Monday, February 2, 2026

How to Eat an Orange

 

01.30.2026

How to Eat an Orange


Last weekend, I spent my Saturday sending short videos back and forth with a friend who lives 1,500 miles away. We were both going about our days, separately and yet connected, finding shooting a quick video easier than texting. They were mostly brief glimpses of our routines — her sending me a clip of her daughters dancing to Taylor Swift after breakfast, myself returning a video of the small purple cabbage I’d picked up that morning at the farmer’s market, in awe of its vibrant magenta color.

“This is saving me,” she said in one of her videos. “The news is so disturbing today — every day it’s just worse, and worse, and worse.”

It was true. The “blink and you’ll miss it” barrage of headlines pouring across my screen over the weekend sent my body and mind into an all-too-familiar churn of anxiety and fear. The suffering on such rampant display was hard to ignore, and yet these small, shared moments offered a simple solace.

In the afternoon, another video arrived, this time of her receiving delivery of a box of tiny Kishu mandarins she’d ordered from a farmer in another state. The box spilled over with round spheres, sunshine in color and attached to deep green leaves.

“These are my favorite winter treat,” she said, picking out the tiniest ones she could find. “I just love them so much. Do you want to peel one with me?”

I watched as she peeled the tiny orange, showing me the smallest segment with great excitement. “These are the kind of things we need in life, right?” she asked. “To keep us present.”

I told her she’d just given me a great spiritual teaching, thinking back to Thich Nhat Hanh’s instructions on how to eat an orange.

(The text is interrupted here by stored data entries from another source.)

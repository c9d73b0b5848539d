//! A sandboxed picture store.
//!
//! It owns every filesystem decision the server makes about user-controlled names.
//! All examples use temporary directories to avoid writing to the real filesystem.
//!
//! # Core Features
//!
//! - **Filename Resolution**: Untrusted client filenames are reduced to a basename, stripped of
//!   NUL bytes and hidden-file prefixes, length-bounded, checked against the extension allow-list,
//!   and de-duplicated with numeric suffixes (`photo.jpg`, `photo_1.jpg`, ...).
//! - **No Overwrites**: Uploads are staged, `fsync`ed, and published with a hard link, which fails
//!   instead of replacing an existing file. Concurrent uploads of one name get distinct suffixes.
//! - **Path Guard**: Read requests are canonicalized and must stay under the canonical root and
//!   name an allowed image type.
//! - **Self-Healing**: Abandoned staging files are purged during initialization.
//!
//! # Architectural Overview
//!
//! 1.  **[`Storage`]**: The primary thread-safe handle and entry point.
//! 2.  **[`FilenameResolver`]**: Write-side name pipeline.
//! 3.  **[`PathGuard`]**: Read-side authorization.
//! 4.  **[`StorageBuilder`]**: A type-safe fluent builder for configuration.
//!
//! # Examples
//!
//! ```rust
//! use sbox_storage::{Storage, StorageError};
//!
//! #[tokio::main]
//! async fn main() -> Result<(), StorageError> {
//!     # let tmp = tempfile::tempdir().unwrap();
//!     # let root = tmp.path().join("pictures");
//!     let storage = Storage::builder().root(&root).create(true).connect().await?;
//!
//!     let stored = storage.store("holiday.JPG", b"jpeg bytes").await?;
//!     assert_eq!(stored.filename, "holiday.JPG");
//!
//!     assert!(storage.authorize(["..", "etc", "passwd"]).is_err());
//!     assert!(matches!(storage.store("shell.exe", b"MZ").await, Err(StorageError::DisallowedFileType { .. })));
//!     Ok(())
//! }
//! ```

mod builder;
mod engine;
mod error;
mod guard;
mod maintenance;
mod resolver;
mod security;

pub use builder::StorageBuilder;
pub use engine::{Storage, StoredImage};
pub use error::{StorageError, StorageErrorExt};
pub use guard::PathGuard;
pub use resolver::{FilenameResolver, ResolvedUpload, SanitizedName, bound_length, sanitize_filename};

“Take the time to eat an orange in mindfulness,” he writes in “This Moment Is Perfect.” “If you eat an orange in forgetfulness, caught in your anxiety and sorrow, the orange is not really there. But if you bring your mind and body together to produce true presence, you can see that the orange is a miracle.”

“If you think you don’t have time to eat an orange like this,” he continues, “what are you using that time for? Are you using your time to worry or using your time to live?”

The solace of these moments — our shared videos, the sweet request to peel a tiny orange together — brought to mind something another long-distance friend said recently, as we talked about our favorite parts of a particularly heart-opening television show we’d been watching together. Taking notice of these bits of joy, she said, is what allows us to find “a series of tender moments in a world that is not so tender.”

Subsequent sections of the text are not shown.